In negotiations with the relatively agreeable Ontario English Catholic Teachers Association, the government still managed a bit of give-and-take – slowing increases on the "salary grid" for younger teachers rather than freezing them, in return for a few unpaid days.

It then effectively told the other unions that they had lost the right to shape their own contracts. Instead, they would be stuck with the framework of the OECTA deal, which also ends the banking of sick days.

None of this will strike most private-sector workers as unreasonable, given the province's fiscal woes and the generous raises teachers have enjoyed for nearly a decade. But the fact is that union leaders are more concerned with their members' perceptions than those of the general public. And to get their support for new contracts, they have to be able to show they accomplished something in negotiations.

With the passage of the controversial Bill 115 at the start of the school year, the Liberals (with support from the opposition Progressive Conservatives) made that all but impossible.

Beyond raising the temperature by giving government the power to impose new contracts and limiting teachers' right to strike, the bill decreed that any agreements reached by a deadline of Dec. 31 had to be "substantively identical" to the OECTA deal.

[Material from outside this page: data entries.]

mod common;

use anyhow::Result;
use axum::http::StatusCode;

use common::{call, offline_app, READER, WRITER};

#[tokio::test]
async fn unknown_api_is_not_found() -> Result<()> {
    let app = offline_app()?;
    let reply = call(&app, "/noSuchThing", None).await?;

    assert_eq!(reply.status, StatusCode::NOT_FOUND);
    assert_eq!(reply.body["status"], "failure");
    assert_eq!(reply.errors(), vec!["unknown api"]);
    Ok(())
}

#[tokio::test]
async fn anonymous_caller_is_rejected() -> Result<()> {
    let app = offline_app()?;
    let reply = call(&app, "/getAccessors", None).await?;

    assert_eq!(reply.status, StatusCode::UNAUTHORIZED);
    assert_eq!(reply.errors(), vec!["client not authorized"]);
    assert!(reply.body["output"].is_null());
    Ok(())
}

#[tokio::test]
async fn invalid_token_is_rejected() -> Result<()> {
    let app = offline_app()?;
    let reply = call(&app, "/getAccessors", Some("bad")).await?;
    assert_eq!(reply.status, StatusCode::UNAUTHORIZED);
    Ok(())
}

#[tokio::test]
async fn unknown_subject_is_rejected() -> Result<()> {
    let app = offline_app()?;
    let reply = call(&app, "/getAccessors", Some("stranger")).await?;
    assert_eq!(reply.status, StatusCode::UNAUTHORIZED);
    Ok(())
}

#[tokio::test]
async fn read_accessor_cannot_write() -> Result<()> {
    let app = offline_app()?;
    let reply = call(&app, "/dropAccessor?accessor=someone", Some(READER)).await?;
    assert_eq!(reply.status, StatusCode::UNAUTHORIZED);
    Ok(())
}

// Authorization passes, then the unreachable database stops the call
#[tokio::test]
async fn unreachable_database_fails_the_call() -> Result<()> {
    let app = offline_app()?;

    let reply = call(&app, "/dropAccessor?accessor=someone", Some(WRITER)).await?;
    assert_eq!(reply.status, StatusCode::INTERNAL_SERVER_ERROR);
    assert_eq!(reply.errors(), vec!["error starting database transaction"]);

    let reply = call(&app, "/ping", None).await?;
    assert_eq!(reply.status, StatusCode::INTERNAL_SERVER_ERROR);
    Ok(())
}
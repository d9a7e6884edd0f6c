//! Single-flight download session.
//!
//! A [`DownloadSession`] owns at most one transport binding and drives at
//! most one transfer at a time:
//!
//! ```text
//! Idle --prepare--> Prepared --start--> InFlight --> Succeeded | Canceled | Failed
//!   ^                  ^                                        |
//!   |                  +----------------prepare------------------+
//!   +--dispose-- (any state)
//! ```
//!
//! `start` on a terminal or idle session re-prepares first. `start` while a
//! transfer is in flight is rejected instead of queued.
//!
//! # Example
//!
//! ```no_run
//! use update_downloader::{DownloadDescriptor, DownloadSession};
//! use url::Url;
//!
//! # async fn example() -> Result<(), Box<dyn std::error::Error>> {
//! let mut session = DownloadSession::default();
//! let source = Url::parse("https://cdn.example.com/app-2.0.zip")?;
//! let events = session.start(DownloadDescriptor::new(source, "/tmp/app-2.0.zip", "app-2.0"))?;
//! let outcome = events.outcome().await;
//! println!("finished: {outcome:?}");
//! # Ok(())
//! # }
//! ```

use std::sync::Arc;

use tokio::runtime::Handle;
use tracing::{debug, info, instrument};

use super::binding::{BindingId, SessionState, TransportBinding};
use super::descriptor::DownloadDescriptor;
use super::error::SessionError;
use super::events::TransferEvents;
use super::http::HttpConnector;
use super::transport::Connector;
use crate::config::SessionConfig;

/// Drives one package transfer at a time and mediates cancellation.
pub struct DownloadSession {
    connector: Arc<dyn Connector>,
    binding: Option<TransportBinding>,
}

impl std::fmt::Debug for DownloadSession {
    fn fmt(&self, f: &mut std::fmt::Formatter<'_>) -> std::fmt::Result {
        f.debug_struct("DownloadSession")
            .field("binding", &self.binding)
            .finish_non_exhaustive()
    }
}

impl Default for DownloadSession {
    fn default() -> Self {
        Self::new(HttpConnector::default())
    }
}

impl DownloadSession {
    /// Creates an idle session whose bindings come from `connector`.
    ///
    /// No binding is created until [`prepare`](Self::prepare) or
    /// [`start`](Self::start).
    pub fn new(connector: impl Connector + 'static) -> Self {
        Self {
            connector: Arc::new(connector),
            binding: None,
        }
    }

    /// Creates an idle HTTP session with the given configuration.
    #[must_use]
    pub fn with_config(config: SessionConfig) -> Self {
        Self::new(HttpConnector::new(config))
    }

    /// Current lifecycle state.
    #[must_use]
    pub fn state(&self) -> SessionState {
        self.binding
            .as_ref()
            .map_or(SessionState::Idle, TransportBinding::phase)
    }

    /// True iff a transfer is in flight.
    #[must_use]
    pub fn is_downloading(&self) -> bool {
        self.state() == SessionState::InFlight
    }

    /// Identity of the current binding, if any.
    #[must_use]
    pub fn binding_id(&self) -> Option<BindingId> {
        self.binding.as_ref().map(TransportBinding::id)
    }

    /// Discards the current binding (if any) and creates a fresh one.
    ///
    /// The old binding stops delivering notifications before the new one
    /// exists. If it was mid-transfer, its cancellation is requested; that
    /// request cannot fail. On success the session is `Prepared`.
    ///
    /// # Errors
    ///
    /// Returns [`SessionError::ClientBuild`] if the connector cannot build a
    /// transport. The session is then `Idle`.
    #[instrument(level = "debug", skip(self))]
    pub fn prepare(&mut self) -> Result<BindingId, SessionError> {
        self.fresh_binding().map(|binding| binding.id())
    }

    fn fresh_binding(&mut self) -> Result<&mut TransportBinding, SessionError> {
        debug!("preparing to download file");
        if let Some(previous) = self.binding.take() {
            debug!(
                binding = %previous.id(),
                state = ?previous.phase(),
                "binding existed already; discarding"
            );
            drop(previous);
        }

        let transport = self.connector.connect()?;
        let binding = TransportBinding::new(transport);
        debug!(binding = %binding.id(), "created new binding");
        Ok(self.binding.insert(binding))
    }

    /// Starts downloading `descriptor` and returns its event stream.
    ///
    /// Returns immediately; the transfer runs on the current tokio runtime.
    /// An idle or finished session is re-prepared first, so a transfer
    /// never runs on a binding that carried an earlier one.
    ///
    /// # Errors
    ///
    /// - [`SessionError::AlreadyInFlight`] if a transfer is running; that
    ///   transfer is left untouched.
    /// - [`SessionError::NoRuntime`] if called outside a tokio runtime.
    /// - [`SessionError::ClientBuild`] if re-preparation fails.
    #[instrument(skip(self, descriptor), fields(url = %descriptor.source()))]
    pub fn start(&mut self, descriptor: DownloadDescriptor) -> Result<TransferEvents, SessionError> {
        if let Some(binding) = &self.binding
            && binding.phase() == SessionState::InFlight
        {
            return Err(SessionError::AlreadyInFlight {
                binding: binding.id(),
            });
        }

        let runtime = Handle::try_current().map_err(|_| SessionError::NoRuntime)?;

        let binding = match self.binding {
            Some(ref mut binding) if binding.phase() == SessionState::Prepared => binding,
            _ => self.fresh_binding()?,
        };

        info!(
            binding = %binding.id(),
            destination = %descriptor.destination().display(),
            token = %descriptor.correlation_token(),
            "starting file download"
        );
        Ok(binding.launch(descriptor, &runtime))
    }

    /// Requests that the in-flight transfer abort.
    ///
    /// Advisory and idempotent: it never fails and never emits anything
    /// itself. The resulting outcome (usually `Canceled`, or whatever the
    /// transport reported first) arrives through the transfer's event
    /// stream. Does nothing when no transfer is in flight.
    pub fn cancel(&self) {
        match &self.binding {
            Some(binding) if binding.request_cancel() => {
                info!(binding = %binding.id(), "canceling download");
            }
            _ => debug!("cancel requested with no download in flight"),
        }
    }

    /// Releases the binding, silencing and canceling any running transfer.
    ///
    /// Safe to call in any state and more than once. The session is `Idle`
    /// afterwards and can be prepared again.
    pub fn dispose(&mut self) {
        if let Some(binding) = self.binding.take() {
            debug!(binding = %binding.id(), "disposing binding");
        }
    }
}

impl Drop for DownloadSession {
    fn drop(&mut self) {
        self.dispose();
    }
}
//! Helpers shared by in-crate tests. The sources live with the integration
//! test support so there is one copy of each.

#[path = "../../tests/support/socket_guard.rs"]
pub(crate) mod socket_guard;

#[path = "../../tests/support/raw_http.rs"]
pub(crate) mod raw_http;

In the rare instances when this did not prevent negotiators from reaching agreements, it impeded their ratification.

While there were some mild compromises in deals reached between three school boards and the Ontario Secondary School Teachers' Federation, Education Minister Laurel Broten felt compelled to say they were not substantively different from the government's demands. Teachers subsequently rejected two of the three, and from that point, collective bargaining lost steam.

As for the Elementary Teachers' Federation of Ontario, the biggest and most militant of the unions, consensus may have been a remote possibility from the get-go.

In any event, the government appears to have abandoned hope of it some time ago.

So now, both sides are hurtling toward the unilateral imposition of new contracts at the end of the month.

And while rotating one-day strikes currently being staged by ETFO will be illegal past that point, the OSSTF's more damaging withdrawal of extracurricular supports – which could hurt high-school students – might well continue.

At the least, the unions will have an incentive to make schools dysfunctional until the Liberals choose a replacement for Mr. McGuinty at the end of January: to persuade the person who wins the leadership to invest in making peace.

Mr. McGuinty could yet decide to make his successor's life easier by offering some gives himself. But it would require an epic climb-down to make even a rocky road of what currently looks like a dead end.